Since recently turning 18, I’ve been thinking about Halloween a lot.
This is my first Halloween as an adult, what rules have changed for me, will my parents let me go out, can friends come over, things like that. I’ve been wondering, but have no answers to yet.
Especially whether or not I should go trick or treating.
Now, obviously, I’m 18, I don’t need to be out trick or treating but I know maybe younger students or middle schoolers could be trying to figure out their own answer to that same question.
Last year, I went trick or treating with my sisters but I was more or less just walking around with them and eating their candy.
As I walked around the neighborhood, I noticed that there wasn’t a kid over the age of 12 at best, I was definitely the oldest one walking around besides parents.
I honestly felt embarrassed and a little weird, like that feeling when you convince yourself everyone’s staring at you when in reality no one even noticed you were existing.
I think I felt this way in that moment because no one told me I couldn’t and there’s no Halloween trick or treating handbook saying that at this specific age kids have to stop trick or treating.
Although all ages celebrate Halloween by dressing up, partying, hanging out with friends, going to haunted houses, watching scary movies, carving pumpkins or even handing out candy to trick or treaters. We tend to only see kids up until middle school age trick or treating that night in most cases.
It wasn’t until I was in eighth grade that I truly felt odd or too old to be trick or treating but of course no one ever said anything to me, it was just me seeing everyone that seemed to be younger than me or appeared to be younger than me.
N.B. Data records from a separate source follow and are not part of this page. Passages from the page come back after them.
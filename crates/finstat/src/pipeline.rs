//! Batched statement download.

use std::sync::Arc;

use finstat_core::{
    DictionarySet, FinstatError, ProviderLayout, RemoteFetcher, Result, StatementKind, TableStore,
    WriteOutcome, batches,
};
use futures::{StreamExt, stream};
use polars::prelude::DataFrame;
use serde::{Deserialize, Serialize};
use tracing::{debug, info, instrument, warn};

use crate::merge::{Alignment, concat_batches, merge_statements};
use crate::normalize::normalize;

/// Default number of identifiers per provider request.
pub const DEFAULT_BATCH_LIMIT: usize = 50;

/// Default reporting period.
pub const DEFAULT_REPORT_PERIOD: &str = "2018-12-31";

/// Tuning of a statement download run.
#[derive(Clone, Debug, PartialEq, Eq, Serialize, Deserialize)]
#[serde(default)]
pub struct PipelineOptions {
    /// Maximum identifiers per request.
    pub batch_limit: usize,
    /// Batches in flight at once.
    pub concurrency: usize,
    /// Period used when a run names none.
    pub report_period: String,
    /// Alignment of the three statements within a batch.
    pub alignment: Alignment,
    /// Table receiving merged statements.
    pub statement_table: String,
    /// Table receiving the industry catalog.
    pub industry_table: String,
}

impl Default for PipelineOptions {
    fn default() -> Self {
        Self {
            batch_limit: DEFAULT_BATCH_LIMIT,
            concurrency: 4,
            report_period: DEFAULT_REPORT_PERIOD.to_string(),
            alignment: Alignment::default(),
            statement_table: "statement".to_string(),
            industry_table: "industry".to_string(),
        }
    }
}

/// Final status of a run that wrote data.
#[derive(Clone, Copy, Debug, PartialEq, Eq)]
pub enum RunStatus {
    /// Every batch succeeded.
    Complete,
    /// Some batches failed and contributed nothing.
    Partial,
}

/// Summary of a statement download run.
#[derive(Clone, Copy, Debug, PartialEq, Eq)]
pub struct RunReport {
    /// Units of work requested, one per batch and period.
    pub batches: usize,
    /// Units of work that failed.
    pub failed_batches: usize,
    /// Result of the table replace.
    pub outcome: WriteOutcome,
    /// Run status.
    pub status: RunStatus,
}

impl RunReport {
    /// Rows written to the statement table.
    #[must_use]
    pub const fn rows(&self) -> usize {
        self.outcome.rows()
    }
}

/// Downloads statements for a list of identifiers and persists the merged result.
///
/// Each batch of identifiers is fetched from the three statement endpoints,
/// normalized, and merged. Batches run concurrently up to
/// [`PipelineOptions::concurrency`]; their results are stacked in request order
/// and written with a single replace.
pub struct StatementDownloader {
    fetcher: Arc<dyn RemoteFetcher>,
    layout: Arc<dyn ProviderLayout>,
    dictionaries: Arc<DictionarySet>,
    store: Arc<dyn TableStore>,
    options: PipelineOptions,
}

impl std::fmt::Debug for StatementDownloader {
    fn fmt(&self, f: &mut std::fmt::Formatter<'_>) -> std::fmt::Result {
        f.debug_struct("StatementDownloader")
            .field("fetcher", &self.fetcher.name())
            .field("layout", &self.layout)
            .field("options", &self.options)
            .finish_non_exhaustive()
    }
}

impl StatementDownloader {
    /// Create a downloader with default options.
    #[must_use]
    pub fn new(
        fetcher: Arc<dyn RemoteFetcher>,
        layout: Arc<dyn ProviderLayout>,
        dictionaries: Arc<DictionarySet>,
        store: Arc<dyn TableStore>,
    ) -> Self {
        Self {
            fetcher,
            layout,
            dictionaries,
            store,
            options: PipelineOptions::default(),
        }
    }

    /// Replace the run options.
    #[must_use]
    pub fn with_options(mut self, options: PipelineOptions) -> Self {
        self.options = options;
        self
    }

    /// Returns the run options.
    #[must_use]
    pub const fn options(&self) -> &PipelineOptions {
        &self.options
    }

    /// Download the configured report period for `codes`.
    ///
    /// # Errors
    /// See [`download_periods`](Self::download_periods).
    pub async fn download(&self, codes: &[String]) -> Result<RunReport> {
        let period = self.options.report_period.clone();
        self.download_periods(codes, &[period]).await
    }

    /// Download every period for `codes` and replace the statement table.
    ///
    /// Failed batches are logged and skipped; the run then ends with
    /// [`RunStatus::Partial`].
    ///
    /// # Errors
    /// - [`FinstatError::Auth`] as soon as any batch hits an authentication failure
    /// - [`FinstatError::AllBatchesFailed`] if no batch succeeded
    /// - [`FinstatError::EmptyRun`] if batches succeeded but returned no rows
    /// - [`FinstatError::InvalidParameter`] for a zero batch limit or no period
    #[instrument(skip(self, codes, periods), fields(codes = codes.len(), periods = periods.len()))]
    pub async fn download_periods(&self, codes: &[String], periods: &[String]) -> Result<RunReport> {
        if periods.is_empty() {
            return Err(FinstatError::InvalidParameter(
                "at least one report period is required".to_string(),
            ));
        }

        let chunks = batches(codes, self.options.batch_limit)?;
        let units: Vec<(&[String], &str)> = periods
            .iter()
            .flat_map(|period| chunks.clone().map(move |batch| (batch, period.as_str())))
            .collect();
        let total = units.len();
        if total == 0 {
            info!("No identifiers to download");
            return Err(FinstatError::EmptyRun { batches: 0 });
        }

        let results = stream::iter(units.into_iter().enumerate())
            .map(|(index, (batch, period))| self.download_batch(index, batch, period))
            .buffered(self.options.concurrency.max(1));
        let mut results = std::pin::pin!(results);

        let mut frames = Vec::with_capacity(total);
        let mut failed = 0;
        while let Some(result) = results.next().await {
            match result {
                Ok(frame) => frames.push(frame),
                Err(e) if e.is_fatal() => {
                    warn!(error = %e, "Aborting run");
                    return Err(e);
                }
                Err(e) => {
                    warn!(error = %e, "Skipping failed batch");
                    failed += 1;
                }
            }
        }

        if failed == total {
            return Err(FinstatError::AllBatchesFailed { batches: total });
        }

        let merged = concat_batches(frames)?;
        if merged.height() == 0 {
            info!(batches = total, "No statement rows returned");
            return Err(FinstatError::EmptyRun { batches: total });
        }

        let outcome = self
            .store
            .replace(&self.options.statement_table, &merged)
            .await?;
        let status = if failed == 0 {
            RunStatus::Complete
        } else {
            RunStatus::Partial
        };
        info!(
            batches = total,
            failed_batches = failed,
            rows = outcome.rows(),
            ?status,
            "Statements saved"
        );

        Ok(RunReport {
            batches: total,
            failed_batches: failed,
            outcome,
            status,
        })
    }

    async fn download_batch(&self, index: usize, codes: &[String], period: &str) -> Result<DataFrame> {
        let mut normalized = Vec::with_capacity(StatementKind::ALL.len());
        for kind in StatementKind::ALL {
            let request = self.layout.statements(kind, codes, period);
            let raw = self.fetcher.fetch(&request.endpoint, &request.params).await?;
            normalized.push(normalize(&raw, self.dictionaries.get(kind), kind.as_str())?);
        }

        let merged = merge_statements(
            &normalized[0],
            &normalized[1],
            &normalized[2],
            self.options.alignment,
        )?;
        debug!(batch = index, period, rows = merged.height(), "Batch merged");
        Ok(merged)
    }
}

#[cfg(test)]
mod tests {
    use super::*;
    use crate::testing::{ScriptedFetcher, dictionaries, statement_payload};
    use finstat_cninfo::CnInfoLayout;
    use finstat_core::Filter;
    use finstat_core::tabular::{float_values, string_values};
    use finstat_store::InMemoryStore;

    fn codes(list: &[&str]) -> Vec<String> {
        list.iter().map(|c| c.to_string()).collect()
    }

    fn downloader(fetcher: ScriptedFetcher, store: Arc<InMemoryStore>, limit: usize) -> StatementDownloader {
        StatementDownloader::new(
            Arc::new(fetcher),
            Arc::new(CnInfoLayout::default()),
            Arc::new(dictionaries()),
            store,
        )
        .with_options(PipelineOptions {
            batch_limit: limit,
            concurrency: 2,
            ..Default::default()
        })
    }

    #[tokio::test]
    async fn downloads_every_batch_and_period() {
        let store = Arc::new(InMemoryStore::new());
        let fetcher = ScriptedFetcher::statements(statement_payload);
        let run = downloader(fetcher, store.clone(), 2);

        let periods = vec!["2017-12-31".to_string(), "2018-12-31".to_string()];
        let report = run
            .download_periods(&codes(&["A", "B", "C", "D", "E"]), &periods)
            .await
            .unwrap();

        assert_eq!(report.batches, 6);
        assert_eq!(report.failed_batches, 0);
        assert_eq!(report.status, RunStatus::Complete);
        assert_eq!(report.rows(), 10);

        let stored = store.query("statement", &[]).await.unwrap();
        assert_eq!(stored.height(), 10);
        let leading: Vec<&str> = stored
            .get_column_names()
            .iter()
            .take(3)
            .map(|c| c.as_str())
            .collect();
        assert_eq!(leading, vec!["code", "name", "report_period"]);
    }

    #[tokio::test]
    async fn failed_batch_gives_partial_run() {
        let store = Arc::new(InMemoryStore::new());
        let fetcher = ScriptedFetcher::statements(statement_payload).failing_for("C");
        let run = downloader(fetcher, store.clone(), 2);

        let report = run.download(&codes(&["A", "B", "C", "D", "E"])).await.unwrap();
        assert_eq!(report.batches, 3);
        assert_eq!(report.failed_batches, 1);
        assert_eq!(report.status, RunStatus::Partial);

        let stored = store.query("statement", &[]).await.unwrap();
        assert_eq!(
            string_values(&stored, "code").unwrap(),
            vec![Some("A".to_string()), Some("B".to_string()), Some("E".to_string())]
        );
    }

    #[tokio::test]
    async fn all_batches_failing_is_distinguished_from_no_data() {
        let store = Arc::new(InMemoryStore::new());
        let fetcher = ScriptedFetcher::statements(statement_payload).failing_for("A");
        let err = downloader(fetcher, store.clone(), 2)
            .download(&codes(&["A"]))
            .await
            .unwrap_err();
        assert!(matches!(err, FinstatError::AllBatchesFailed { batches: 1 }));

        let fetcher = ScriptedFetcher::statements(|_, _| DataFrame::empty());
        let err = downloader(fetcher, store.clone(), 2)
            .download(&codes(&["A", "B", "C"]))
            .await
            .unwrap_err();
        assert!(matches!(err, FinstatError::EmptyRun { batches: 2 }));
        assert!(!store.contains("statement").await.unwrap());
    }

    #[tokio::test]
    async fn empty_income_statement_persists_nothing() {
        let store = Arc::new(InMemoryStore::new());
        let income = CnInfoLayout::default().income_endpoint;
        let fetcher = ScriptedFetcher::statements(statement_payload).empty_at(&income);
        let err = downloader(fetcher, store.clone(), 2)
            .download(&codes(&["A", "B", "C"]))
            .await
            .unwrap_err();
        assert!(matches!(err, FinstatError::EmptyRun { batches: 2 }));
        assert!(!store.contains("statement").await.unwrap());
    }

    #[tokio::test]
    async fn auth_failure_aborts_the_run() {
        let store = Arc::new(InMemoryStore::new());
        let fetcher = ScriptedFetcher::statements(statement_payload).unauthenticated();
        let err = downloader(fetcher, store.clone(), 2)
            .download(&codes(&["A", "B", "C"]))
            .await
            .unwrap_err();
        assert!(matches!(err, FinstatError::Auth(_)));
        assert!(!store.contains("statement").await.unwrap());
    }

    #[cfg(feature = "sqlite")]
    #[tokio::test]
    async fn repeated_runs_replace_the_sqlite_table() {
        let dir = tempfile::tempdir().unwrap();
        let store = Arc::new(finstat_store::SqliteStore::new(dir.path().join("finstat.sqlite3")).unwrap());
        let run = StatementDownloader::new(
            Arc::new(ScriptedFetcher::statements(statement_payload)),
            Arc::new(CnInfoLayout::default()),
            Arc::new(dictionaries()),
            store.clone(),
        );

        run.download(&codes(&["A", "B", "C"])).await.unwrap();
        let report = run.download(&codes(&["A", "B", "C"])).await.unwrap();
        assert_eq!(report.rows(), 3);

        let stored = store
            .query("statement", &[Filter::eq("code", "B")])
            .await
            .unwrap();
        assert_eq!(stored.height(), 1);
        assert_eq!(float_values(&stored, "revenue").unwrap(), vec![Some(100.0)]);
        assert_eq!(float_values(&stored, "total_assets").unwrap(), vec![Some(500.0)]);
    }

    #[tokio::test]
    async fn zero_batch_limit_is_rejected() {
        let store = Arc::new(InMemoryStore::new());
        let fetcher = ScriptedFetcher::statements(statement_payload);
        let err = downloader(fetcher, store, 0)
            .download(&codes(&["A"]))
            .await
            .unwrap_err();
        assert!(matches!(err, FinstatError::InvalidParameter(_)));
    }
}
I think the question of what age you should stop trick or treating is what I consider a universal question.
Everyone, at some point in their life, has thought of this question, not only for themselves but also maybe for their kids or a loved one.
Since turning 18, obviously many things have changed but one thing that hasn’t is the questions in which what age someone should stop trick or treating.
At first, I had a straight-forward answer, kids should stop trick or treating at the age of 15 but when I sat back and thought about my answer and how it would make sense, it really doesn’t.
One could say that 15 in agreeable because that before kids tend to get their drivers license, they’re usually entering their sophomore year of high school and could maybe even be looking into colleges ad future careers.
I truthfully have no idea when I actually stopped trick or treating, I think it’s one of those things you just grow and mature out of and then one Halloween, trick or treating just doesn’t really matter to you because you rather stay inside and watch scary movies or go to haunted houses with your friends.
All in all, I don’t think there is or should be a definitive answer to the question of at what age kids should stop trick or treating.
Deciding when one should stop trick or treating should be a personal thing rather than a sort of rule written down in a book as if it was law.